#### [TRY IT]
Search the data below for the word "requires" and report how many lines contain it. Nothing but the number is needed.
+++
//! Keyframe animation data: timelines, frames and interpolation curves.
//!
//! Timelines are plain data. Applying them to a posed skeleton instance is
//! the consuming runtime's job.

#[cfg(feature = "serde")]
use serde::{Deserialize, Serialize};

/// Interpolation from one keyframe to the next. Stored on every frame except
/// the last of its timeline; the last frame has nothing to interpolate into.
#[derive(Copy, Clone, Debug, PartialEq, Default)]
#[cfg_attr(feature = "serde", derive(Serialize, Deserialize))]
pub enum Curve {
    #[default]
    Linear,
    Stepped,
    Bezier {
        cx1: f32,
        cy1: f32,
        cx2: f32,
        cy2: f32,
    },
}

#[derive(Clone, Debug)]
#[cfg_attr(feature = "serde", derive(Serialize, Deserialize))]
pub struct RotateFrame {
    pub time: f32,
    /// Rotation relative to the setup pose, in degrees.
    pub angle: f32,
    pub curve: Curve,
}

/// Frame shared by translate and scale timelines.
#[derive(Clone, Debug)]
#[cfg_attr(feature = "serde", derive(Serialize, Deserialize))]
pub struct XyFrame {
    pub time: f32,
    pub x: f32,
    pub y: f32,
    pub curve: Curve,
}

#[derive(Clone, Debug)]
#[cfg_attr(feature = "serde", derive(Serialize, Deserialize))]
pub struct FlipFrame {
    pub time: f32,
    pub flip: bool,
}

#[derive(Clone, Debug)]
#[cfg_attr(feature = "serde", derive(Serialize, Deserialize))]
pub struct ColorFrame {
    pub time: f32,
    pub color: [f32; 4],
    pub curve: Curve,
}

#[derive(Clone, Debug)]
#[cfg_attr(feature = "serde", derive(Serialize, Deserialize))]
pub struct AttachmentFrame {
    pub time: f32,
    /// `None` clears the slot's attachment.
    pub attachment: Option<String>,
}

#[derive(Clone, Debug)]
#[cfg_attr(feature = "serde", derive(Serialize, Deserialize))]
pub struct FfdFrame {
    pub time: f32,
    /// Materialized vertex array, one entry per coordinate of the target
    /// attachment. For a mesh attachment these are absolute positions (rest
    /// pose plus deltas); for a weighted mesh they are offsets applied after
    /// skinning, with unkeyed coordinates zero.
    pub vertices: Vec<f32>,
    pub curve: Curve,
}

#[derive(Clone, Debug)]
#[cfg_attr(feature = "serde", derive(Serialize, Deserialize))]
pub struct DrawOrderFrame {
    pub time: f32,
    /// Full permutation of slot indices, length equal to the slot count.
    /// `draw_order[i]` is the slot drawn at position `i`.
    pub draw_order: Vec<usize>,
}

#[derive(Clone, Debug)]
#[cfg_attr(feature = "serde", derive(Serialize, Deserialize))]
pub struct EventFrame {
    pub time: f32,
    pub event: Event,
}

/// A keyed event instance. Int and float values are always explicit in the
/// file; the string either overrides or defaults from the [`EventData`]
/// template.
///
/// [`EventData`]: crate::EventData
#[derive(Clone, Debug)]
#[cfg_attr(feature = "serde", derive(Serialize, Deserialize))]
pub struct Event {
    /// Index of the template in [`SkeletonData::events`].
    ///
    /// [`SkeletonData::events`]: crate::SkeletonData::events
    pub data: usize,
    pub int_value: i32,
    pub float_value: f32,
    pub string_value: Option<String>,
}

#[derive(Clone, Debug)]
#[cfg_attr(feature = "serde", derive(Serialize, Deserialize))]
pub struct RotateTimeline {
    pub bone: usize,
    pub frames: Vec<RotateFrame>,
}

#[derive(Clone, Debug)]
#[cfg_attr(feature = "serde", derive(Serialize, Deserialize))]
pub struct TranslateTimeline {
    pub bone: usize,
    pub frames: Vec<XyFrame>,
}

#[derive(Clone, Debug)]
#[cfg_attr(feature = "serde", derive(Serialize, Deserialize))]
pub struct ScaleTimeline {
    pub bone: usize,
    pub frames: Vec<XyFrame>,
}

#[derive(Clone, Debug)]
#[cfg_attr(feature = "serde", derive(Serialize, Deserialize))]
pub struct FlipTimeline {
    pub bone: usize,
    /// `true` flips across X, `false` across Y.
    pub x: bool,
    pub frames: Vec<FlipFrame>,
}

#[derive(Clone, Debug)]
#[cfg_attr(feature = "serde", derive(Serialize, Deserialize))]
pub struct ColorTimeline {
    pub slot: usize,
    pub frames: Vec<ColorFrame>,
}

#[derive(Clone, Debug)]
#[cfg_attr(feature = "serde", derive(Serialize, Deserialize))]
pub struct AttachmentTimeline {
    pub slot: usize,
    pub frames: Vec<AttachmentFrame>,
}

/// Free-form deformation of one mesh attachment's vertices.
#[derive(Clone, Debug)]
#[cfg_attr(feature = "serde", derive(Serialize, Deserialize))]
pub struct FfdTimeline {
    /// Index of the skin holding the target attachment.
    pub skin: usize,
    pub slot: usize,
    /// Name of the target attachment within `(skin, slot)`.
    pub attachment: String,
    pub frames: Vec<FfdFrame>,
}

#[derive(Clone, Debug)]
#[cfg_attr(feature = "serde", derive(Serialize, Deserialize))]
pub struct DrawOrderTimeline {
    pub frames: Vec<DrawOrderFrame>,
}

#[derive(Clone, Debug)]
#[cfg_attr(feature = "serde", derive(Serialize, Deserialize))]
pub struct EventTimeline {
    pub frames: Vec<EventFrame>,
}

#[derive(Clone, Debug)]
#[cfg_attr(feature = "serde", derive(Serialize, Deserialize))]
pub struct IkFrame {
    pub time: f32,
    pub mix: f32,
    pub bend_direction: i8,
    pub curve: Curve,
}

#[derive(Clone, Debug)]
#[cfg_attr(feature = "serde", derive(Serialize, Deserialize))]
pub struct IkConstraintTimeline {
    /// Index into [`SkeletonData::ik_constraints`].
    ///
    /// [`SkeletonData::ik_constraints`]: crate::SkeletonData::ik_constraints
    pub constraint: usize,
    pub frames: Vec<IkFrame>,
}

/// An ordered sequence of keyframes animating one property of one bone,
/// slot or constraint.
#[derive(Clone, Debug)]
#[cfg_attr(feature = "serde", derive(Serialize, Deserialize))]
pub enum Timeline {
    Rotate(RotateTimeline),
    Translate(TranslateTimeline),
    Scale(ScaleTimeline),
    Flip(FlipTimeline),
    Color(ColorTimeline),
    Attachment(AttachmentTimeline),
    Ffd(FfdTimeline),
    DrawOrder(DrawOrderTimeline),
    Event(EventTimeline),
    IkConstraint(IkConstraintTimeline),
}

impl Timeline {
    /// Time of the last frame, or 0 for an empty timeline.
    pub fn last_time(&self) -> f32 {
        fn last<F>(frames: &[F], time: impl Fn(&F) -> f32) -> f32 {
            frames.last().map(time).unwrap_or(0.0)
        }
        match self {
            Self::Rotate(t) => last(&t.frames, |f| f.time),
            Self::Translate(t) => last(&t.frames, |f| f.time),
            Self::Scale(t) => last(&t.frames, |f| f.time),
            Self::Flip(t) => last(&t.frames, |f| f.time),
            Self::Color(t) => last(&t.frames, |f| f.time),
            Self::Attachment(t) => last(&t.frames, |f| f.time),
            Self::Ffd(t) => last(&t.frames, |f| f.time),
            Self::DrawOrder(t) => last(&t.frames, |f| f.time),
            Self::Event(t) => last(&t.frames, |f| f.time),
            Self::IkConstraint(t) => last(&t.frames, |f| f.time),
        }
    }
}

#[derive(Clone, Debug)]
#[cfg_attr(feature = "serde", derive(Serialize, Deserialize))]
pub struct Animation {
    pub name: String,
    /// Maximum last-frame time across all timelines, in seconds.
    pub duration: f32,
    /// All timelines in file (decode) order.
    pub timelines: Vec<Timeline>,
}
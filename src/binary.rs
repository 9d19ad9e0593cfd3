//! Spine 2.1 `.skel` (binary) loader.
//!
//! The loader is IO-free apart from [`SkeletonData::from_skel_file`]: it makes
//! a single forward-only pass over an in-memory byte slice, with no
//! backtracking. Section order is fixed by the format: header, bones, IK
//! constraints, slots, skins, events, animations. Animations resolve FFD
//! targets by name against the skins, so skins are always decoded first.

use crate::{
    Animation, Attachment, AttachmentFrame, AttachmentTimeline, BoneData, BoundingBoxAttachment,
    ColorFrame, ColorTimeline, Curve, DrawOrderFrame, DrawOrderTimeline, Error, Event, EventData,
    EventFrame, EventTimeline, FfdFrame, FfdTimeline, FlipFrame, FlipTimeline, IkConstraintData,
    IkConstraintTimeline, IkFrame, MeshAttachment, RegionAttachment, RotateFrame, RotateTimeline,
    ScaleTimeline, SkeletonData, Skin, SkinnedMeshAttachment, SlotData, Timeline,
    TimelineTargetKind, TranslateTimeline, VertexWeight, XyFrame,
};
use byteorder::{BigEndian, ByteOrder};
use std::collections::HashMap;
use std::path::Path;
use std::sync::Arc;

const ATTACHMENT_REGION: u8 = 0;
const ATTACHMENT_BOUNDING_BOX: u8 = 1;
const ATTACHMENT_MESH: u8 = 2;
const ATTACHMENT_SKINNED_MESH: u8 = 3;

const CURVE_LINEAR: u8 = 0;
const CURVE_STEPPED: u8 = 1;
const CURVE_BEZIER: u8 = 2;

const TIMELINE_SCALE: u8 = 0;
const TIMELINE_ROTATE: u8 = 1;
const TIMELINE_TRANSLATE: u8 = 2;
const TIMELINE_ATTACHMENT: u8 = 3;
const TIMELINE_COLOR: u8 = 4;
const TIMELINE_FLIPX: u8 = 5;
const TIMELINE_FLIPY: u8 = 6;

#[derive(Clone, Debug)]
pub(crate) struct BinaryInput<'a> {
    bytes: &'a [u8],
    cursor: usize,
}
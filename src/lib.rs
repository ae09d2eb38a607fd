pub mod app;
pub mod calendar;
pub mod editor;
pub mod input;
pub mod storage;
pub mod sync;
pub mod ui;

pub use app::{AppState, Effect, Mode, SyncOutcome, SyncStatus, ViewType};
pub use calendar::{DateWindow, Event};

pub use input::{command_mode, insert_mode, normal_mode};
pub mod agenda_view;
pub mod day_view;
pub mod month_view;
pub mod theme;
pub mod week_view;
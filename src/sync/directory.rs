use std::time::Duration;

use async_trait::async_trait;
use serde::Deserialize;

use crate::calendar::User;
use crate::sync::event_api::{read_json, ApiError};

#[derive(Debug, Deserialize)]
struct UserListResponse {
    #[serde(default)]
    users: Vec<User>,
}

#[cfg_attr(test, mockall::automock)]
#[async_trait]
pub trait DirectoryApi: Send + Sync {
    async fn list_users(&self, limit: u32) -> Result<Vec<User>, ApiError>;
}

pub struct HttpDirectoryClient {
    base_url: String,
    client: reqwest::Client,
}

impl HttpDirectoryClient {
    pub fn new(base_url: String) -> Self {
        Self {
            base_url: base_url.trim_end_matches('/').to_string(),
            client: reqwest::Client::new(),
        }
    }

    pub fn with_timeout(base_url: String, timeout: Duration) -> Result<Self, ApiError> {
        let client = reqwest::Client::builder().timeout(timeout).build()?;
        Ok(Self {
            base_url: base_url.trim_end_matches('/').to_string(),
            client,
        })
    }
}

#[async_trait]
impl DirectoryApi for HttpDirectoryClient {
    async fn list_users(&self, limit: u32) -> Result<Vec<User>, ApiError> {
        let url = format!("{}/users", self.base_url);
        tracing::info!("Fetching up to {} directory users", limit);

        let response = self
            .client
            .get(&url)
            .query(&[("limit", limit)])
            .send()
            .await?;

        let list: UserListResponse = read_json(response, &url).await?;
        tracing::info!("Fetched {} directory users", list.users.len());
        Ok(list.users)
    }
}
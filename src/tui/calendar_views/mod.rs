pub mod agenda;
pub mod day;
pub mod event_list;
pub mod month;
pub mod week;
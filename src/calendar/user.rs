use serde::{Deserialize, Serialize};

#[derive(Debug, Clone, PartialEq, Eq, Serialize, Deserialize)]
#[serde(rename_all = "camelCase")]
pub struct User {
    pub id: u64,
    pub first_name: String,
    pub last_name: String,
    pub email: String,
}

impl User {
    pub fn display_name(&self) -> String {
        format!("{} {}", self.first_name, self.last_name)
    }

    /// Label used by the attendee picker.
    pub fn label(&self) -> String {
        format!("{} ({})", self.display_name(), self.email)
    }
}
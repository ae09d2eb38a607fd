use chrono::NaiveDate;

use crate::app::{AppState, Mode, ViewType};
use crate::ui::theme::Theme;

#[derive(Debug, PartialEq)]
pub enum Command {
    Quit,
    Refresh,
    Goto(NaiveDate),
    NewEvent(Option<String>),
    View(ViewType),
    Export,
    ExportAll,
    Theme(String),
    Help,
    Error(String),
}

pub fn parse_command(input: &str) -> Command {
    let trimmed = input.trim();

    let Some(command_text) = trimmed.strip_prefix(':') else {
        return Command::Error("Commands must start with ':'".to_string());
    };

    let parts: Vec<&str> = command_text.split_whitespace().collect();
    let Some(name) = parts.first() else {
        return Command::Error("Empty command".to_string());
    };

    match *name {
        "q" | "quit" => Command::Quit,
        "w" | "write" | "refresh" => Command::Refresh,
        "help" => Command::Help,
        "goto" => match parts.get(1) {
            None => Command::Error("goto requires a date argument".to_string()),
            Some(arg) => NaiveDate::parse_from_str(arg, "%Y-%m-%d")
                .map(Command::Goto)
                .unwrap_or_else(|_| Command::Error(format!("Invalid date format: {}", arg))),
        },
        "new" => {
            if parts.len() < 2 {
                Command::NewEvent(None)
            } else {
                Command::NewEvent(Some(parts[1..].join(" ")))
            }
        }
        "view" => match parts.get(1) {
            None => Command::Error("view requires month, week, day or agenda".to_string()),
            Some(arg) => arg.parse().map(Command::View).unwrap_or_else(Command::Error),
        },
        "export" => match parts.get(1) {
            None => Command::Export,
            Some(&"all") => Command::ExportAll,
            Some(other) => Command::Error(format!("Unknown export target: {}", other)),
        },
        "theme" => match parts.get(1) {
            None => Command::Error("theme requires a theme name".to_string()),
            Some(arg) => Command::Theme(arg.to_string()),
        },
        _ => Command::Error(format!("Unknown command: {}", name)),
    }
}

/// Applies a parsed command. Returns `true` when the app should exit.
pub fn execute(command: Command, state: &mut AppState) -> bool {
    state.mode = Mode::Normal;
    state.command_buffer.clear();

    match command {
        Command::Quit => return true,
        Command::Refresh => state.request_events(),
        Command::Goto(date) => state.navigate_to(date),
        Command::NewEvent(title) => state.open_new_event_form(title),
        Command::View(view) => state.set_view(view),
        Command::Export => state.export_selected_event(),
        Command::ExportAll => state.export_visible_range(),
        Command::Theme(name) => match Theme::by_name(&name) {
            Some(theme) => {
                tracing::info!("Switched theme to {}", theme.name);
                state.theme = theme;
            }
            None => {
                state.notice = Some(format!(
                    "Unknown theme '{}'. Available: {}",
                    name,
                    Theme::available_themes().join(", ")
                ));
            }
        },
        Command::Help => {
            state.show_help = true;
            state.help_scroll = 0;
        }
        Command::Error(message) => {
            tracing::warn!("Command error: {}", message);
            state.notice = Some(message);
        }
    }

    false
}
pub mod config;
pub mod downloads;
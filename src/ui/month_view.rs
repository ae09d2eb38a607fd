use chrono::{Datelike, Days, NaiveDate, Weekday};

use crate::app::AppState;
use crate::calendar::date_range::{first_of_month, week_start_of};
use crate::calendar::DateWindow;

#[derive(Debug, Clone, PartialEq)]
pub struct MonthLayout {
    pub year: i32,
    pub month: u32,
    pub weekdays: Vec<Weekday>,
    pub weeks: Vec<Week>,
}

#[derive(Debug, Clone, PartialEq)]
pub struct Week {
    pub days: Vec<DayCell>,
}

#[derive(Debug, Clone, PartialEq)]
pub struct DayCell {
    pub date: NaiveDate,
    pub is_selected: bool,
    pub is_today: bool,
    pub event_count: usize,
    pub is_current_month: bool,
}

impl DayCell {
    pub fn has_events(&self) -> bool {
        self.event_count > 0
    }
}

/// Column headers starting at `week_start`.
pub fn weekday_headers(week_start: Weekday) -> Vec<Weekday> {
    std::iter::successors(Some(week_start), |d| Some(d.succ()))
        .take(7)
        .collect()
}

/// Whole weeks covering the selected month. Leading and trailing days of
/// neighbouring months are included but flagged.
pub fn calculate_layout(state: &AppState) -> MonthLayout {
    let month = DateWindow::month_of(state.selected_date);
    let today = chrono::Local::now().date_naive();
    let grid_start = week_start_of(first_of_month(state.selected_date), state.week_start);

    let mut weeks = Vec::new();
    let mut week_start = grid_start;
    while week_start < month.end {
        let days = (0..7u64)
            .filter_map(|offset| week_start.checked_add_days(Days::new(offset)))
            .map(|date| DayCell {
                date,
                is_selected: date == state.selected_date,
                is_today: date == today,
                event_count: state.get_events_for_date(date).len(),
                is_current_month: month.contains(date),
            })
            .collect();
        weeks.push(Week { days });

        let Some(next) = week_start.checked_add_days(Days::new(7)) else { break };
        week_start = next;
    }

    MonthLayout {
        year: state.selected_date.year(),
        month: state.selected_date.month(),
        weekdays: weekday_headers(state.week_start),
        weeks,
    }
}
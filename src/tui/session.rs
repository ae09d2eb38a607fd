use std::io;
use std::time::Duration;

use crossterm::{
    event::{self, DisableMouseCapture, EnableMouseCapture, Event as TermEvent, KeyCode, KeyEvent, KeyEventKind},
    execute,
    terminal::{disable_raw_mode, enable_raw_mode, EnterAlternateScreen, LeaveAlternateScreen},
};
use ratatui::{backend::CrosstermBackend, Terminal};
use tokio::sync::mpsc::UnboundedReceiver;

use calboard::{
    app::{AppState, Mode, SyncOutcome},
    input::{command_mode, insert_mode, normal_mode},
    storage::config::Config,
    sync::sync_engine::SyncEngine,
    ui::theme::Theme,
};

use crate::tui::presentation::ui;

const INPUT_POLL: Duration = Duration::from_millis(100);

pub async fn run_tui(config: Config) -> Result<(), io::Error> {
    let (mut sync_engine, mut outcomes) =
        SyncEngine::from_config(&config).map_err(|e| io::Error::other(e.to_string()))?;

    let mut app = AppState::new()
        .with_theme(Theme::get_by_name(&config.ui.theme))
        .with_week_start(config.week_start())
        .with_view(config.default_view());
    app.start();

    enable_raw_mode()?;
    let mut stdout = io::stdout();
    execute!(stdout, EnterAlternateScreen, EnableMouseCapture)?;
    let backend = CrosstermBackend::new(stdout);
    let mut terminal = Terminal::new(backend)?;

    let res = run_app(&mut terminal, &mut app, &mut sync_engine, &mut outcomes).await;

    disable_raw_mode()?;
    execute!(
        terminal.backend_mut(),
        LeaveAlternateScreen,
        DisableMouseCapture
    )?;
    terminal.show_cursor()?;

    if let Err(err) = res {
        tracing::error!("TUI loop failed: {}", err);
        println!("Error: {:?}", err);
    }

    Ok(())
}

/// One iteration: apply finished work, start queued work, draw, then wait
/// briefly for a key so results keep flowing while the user is idle.
async fn run_app<B: ratatui::backend::Backend>(
    terminal: &mut Terminal<B>,
    app: &mut AppState,
    sync_engine: &mut SyncEngine,
    outcomes: &mut UnboundedReceiver<SyncOutcome>,
) -> io::Result<()> {
    loop {
        while let Ok(outcome) = outcomes.try_recv() {
            app.apply(outcome);
        }

        for effect in app.take_effects() {
            sync_engine.dispatch(effect);
        }

        terminal.draw(|f| ui(f, app))?;

        if !event::poll(INPUT_POLL)? {
            tokio::task::yield_now().await;
            continue;
        }

        if let TermEvent::Key(key) = event::read()?
            && key.kind == KeyEventKind::Press
            && handle_key(key, app)
        {
            tracing::info!("Quit requested");
            return Ok(());
        }
    }
}

/// Routes a key press by mode. Returns `true` when the app should exit.
fn handle_key(key: KeyEvent, app: &mut AppState) -> bool {
    match app.mode {
        Mode::Normal => {
            if app.show_help {
                handle_help_keys(key.code, app);
                return false;
            }
            match key.code {
                KeyCode::Char('q') => return true,
                _ => {
                    app.notice = None;
                    normal_mode::handle_key(key.code, app);
                }
            }
        }
        Mode::Command => return handle_command_mode(key.code, app),
        Mode::Insert => insert_mode::handle_key(key, app),
    }
    false
}

fn handle_help_keys(code: KeyCode, app: &mut AppState) {
    match code {
        KeyCode::Char('j') | KeyCode::Down => {
            app.help_scroll = app.help_scroll.saturating_add(1);
        }
        KeyCode::Char('k') | KeyCode::Up => {
            app.help_scroll = app.help_scroll.saturating_sub(1);
        }
        KeyCode::Char('q') | KeyCode::Char('?') | KeyCode::Esc => {
            app.show_help = false;
            app.help_scroll = 0;
        }
        _ => {}
    }
}

fn handle_command_mode(code: KeyCode, app: &mut AppState) -> bool {
    match code {
        KeyCode::Enter => {
            let command = command_mode::parse_command(&app.command_buffer);
            tracing::info!("Running command {:?}", command);
            command_mode::execute(command, app)
        }
        KeyCode::Esc => {
            app.mode = Mode::Normal;
            app.command_buffer.clear();
            false
        }
        KeyCode::Backspace => {
            app.command_buffer.pop();
            if app.command_buffer.is_empty() {
                app.mode = Mode::Normal;
            }
            false
        }
        KeyCode::Char(c) => {
            app.command_buffer.push(c);
            false
        }
        _ => false,
    }
}
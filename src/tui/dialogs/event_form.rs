use ratatui::{
    layout::Alignment,
    style::{Color, Modifier, Style},
    text::{Line, Span},
    widgets::{Block, Borders, Clear, Paragraph, Wrap},
    Frame,
};

use calboard::{
    app::AppState,
    editor::{EventForm, FormField},
};

const VISIBLE_ATTENDEES: usize = 8;

fn field_line<'a>(app: &AppState, form: &EventForm, field: FormField, value: &'a str, hint: &'a str) -> Line<'a> {
    let active = form.active_field == field;
    let label_style = if active {
        Style::default().fg(app.theme.selected_bg).add_modifier(Modifier::BOLD)
    } else {
        Style::default().fg(app.theme.form_label)
    };

    let mut spans = vec![
        Span::styled(format!("{:<17}", format!("{}:", field.label())), label_style),
        Span::raw(value),
    ];
    if active {
        spans.push(Span::styled("_", Style::default().fg(app.theme.selected_bg)));
        if !hint.is_empty() {
            spans.push(Span::styled(format!("  {}", hint), Style::default().fg(app.theme.inactive_day)));
        }
    }
    Line::from(spans)
}

pub fn render(f: &mut Frame, app: &AppState) {
    let Some(form) = &app.event_form else {
        return;
    };

    let area = f.size();
    let form_width = 76.min(area.width);
    let form_height = (26 + VISIBLE_ATTENDEES as u16).min(area.height);
    let x = (area.width.saturating_sub(form_width)) / 2;
    let y = (area.height.saturating_sub(form_height)) / 2;

    let form_area = ratatui::layout::Rect {
        x,
        y,
        width: form_width,
        height: form_height,
    };

    f.render_widget(Clear, form_area);

    let mut lines = vec![
        field_line(app, form, FormField::Title, &form.title, ""),
        field_line(app, form, FormField::Location, &form.location, "optional"),
        field_line(app, form, FormField::Description, &form.description, "optional"),
        field_line(app, form, FormField::Start, &form.start, "YYYY-MM-DDTHH:MM"),
        field_line(app, form, FormField::End, &form.end, "YYYY-MM-DDTHH:MM"),
        field_line(app, form, FormField::OrganizerName, &form.organizer_name, ""),
        field_line(app, form, FormField::OrganizerEmail, &form.organizer_email, ""),
        Line::from(""),
    ];

    let picker_active = form.active_field == FormField::Attendees;
    lines.push(Line::from(vec![
        Span::styled(
            format!("Attendees ({} selected)", form.attendee_ids.len()),
            if picker_active {
                Style::default().fg(app.theme.selected_bg).add_modifier(Modifier::BOLD)
            } else {
                Style::default().fg(app.theme.form_label)
            },
        ),
        Span::styled(
            if picker_active { "  j/k = Move, Space = Toggle" } else { "" },
            Style::default().fg(app.theme.inactive_day),
        ),
    ]));

    if app.users.is_empty() {
        lines.push(Line::from(Span::styled(
            "  Directory unavailable",
            Style::default().fg(app.theme.inactive_day),
        )));
    }

    let first = form
        .attendee_cursor
        .saturating_sub(VISIBLE_ATTENDEES - 1)
        .min(app.users.len().saturating_sub(VISIBLE_ATTENDEES));
    for (idx, user) in app.users.iter().enumerate().skip(first).take(VISIBLE_ATTENDEES) {
        let checkbox = if form.is_attendee_selected(user) { "[x]" } else { "[ ]" };
        let style = if picker_active && idx == form.attendee_cursor {
            Style::default().bg(app.theme.selected_bg).fg(app.theme.selected_fg)
        } else {
            Style::default()
        };
        lines.push(Line::from(Span::styled(format!("  {} {}", checkbox, user.label()), style)));
    }

    lines.push(Line::from(""));
    if form.save_in_progress {
        lines.push(Line::from(Span::styled("Saving…", Style::default().fg(app.theme.syncing))));
    } else if let Some(error) = &form.error {
        lines.push(Line::from(Span::styled(error.as_str(), Style::default().fg(app.theme.error))));
    } else {
        lines.push(Line::from(""));
    }

    let mut footer = vec![
        Span::styled("Tab", Style::default().fg(app.theme.help_title)),
        Span::raw(" = Next field | "),
        Span::styled("Enter", Style::default().fg(app.theme.success)),
        Span::raw(" = Save | "),
    ];
    if form.is_editing() {
        footer.push(Span::styled("Ctrl-E", Style::default().fg(app.theme.help_title)));
        footer.push(Span::raw(" = Export | "));
    }
    footer.push(Span::styled("Esc", Style::default().fg(app.theme.error)));
    footer.push(Span::raw(" = Close"));
    lines.push(Line::from(footer));

    let form_paragraph = Paragraph::new(lines)
        .wrap(Wrap { trim: false })
        .block(
            Block::default()
                .borders(Borders::ALL)
                .title(Span::styled(
                    format!(" {} ", form.heading()),
                    Style::default().fg(app.theme.title).add_modifier(Modifier::BOLD),
                ))
                .style(Style::default().bg(Color::Black)),
        )
        .alignment(Alignment::Left);

    f.render_widget(form_paragraph, form_area);
}
use chrono::{Datelike, NaiveDate};
use ratatui::{
    style::{Modifier, Style},
    text::{Line, Span},
    widgets::{Block, Borders, Paragraph},
    Frame,
};

use calboard::{app::AppState, ui::month_view};

pub fn render(f: &mut Frame, app: &AppState, area: ratatui::layout::Rect) {
    let layout = month_view::calculate_layout(app);

    let month_name = NaiveDate::from_ymd_opt(layout.year, layout.month, 1)
        .map(|d| d.format("%B %Y").to_string())
        .unwrap_or_else(|| format!("{}-{:02}", layout.year, layout.month));

    let header: Vec<Span> = layout
        .weekdays
        .iter()
        .map(|wd| Span::styled(format!(" {:<4}", wd.to_string()), Style::default().fg(app.theme.weekday_header)))
        .collect();

    let mut lines = vec![
        Line::from(Span::styled(
            month_name,
            Style::default().fg(app.theme.title).add_modifier(Modifier::BOLD),
        )),
        Line::from(""),
        Line::from(header),
    ];

    for week in &layout.weeks {
        let day_spans: Vec<Span> = week
            .days
            .iter()
            .map(|cell| {
                let marker = match cell.event_count {
                    0 => ' ',
                    1..=9 => char::from_digit(cell.event_count as u32, 10).unwrap_or('+'),
                    _ => '+',
                };
                let text = format!(" {:>2}{}  ", cell.date.day(), marker);

                let mut style = Style::default();
                if !cell.is_current_month {
                    style = style.fg(app.theme.inactive_day);
                } else if cell.is_selected {
                    style = style
                        .bg(app.theme.selected_bg)
                        .fg(app.theme.selected_fg)
                        .add_modifier(Modifier::BOLD);
                } else if cell.is_today {
                    style = style.fg(app.theme.today).add_modifier(Modifier::BOLD);
                } else if cell.has_events() {
                    style = style.fg(app.theme.event_indicator);
                }

                Span::styled(text, style)
            })
            .collect();

        lines.push(Line::from(day_spans));
    }

    lines.push(Line::from(""));
    lines.push(Line::from(vec![
        Span::styled("hjkl", Style::default().fg(app.theme.help_title)),
        Span::raw(" = Navigate | "),
        Span::styled("a", Style::default().fg(app.theme.success)),
        Span::raw(" = Add event | "),
        Span::styled("Enter", Style::default().fg(app.theme.success)),
        Span::raw(" = Open | "),
        Span::styled("m/w/d/A", Style::default().fg(app.theme.help_title)),
        Span::raw(" = Views"),
    ]));

    let content = Paragraph::new(lines).block(Block::default().borders(Borders::ALL));
    f.render_widget(content, area);
}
+++
#### [EXPECTED ANSWER]
3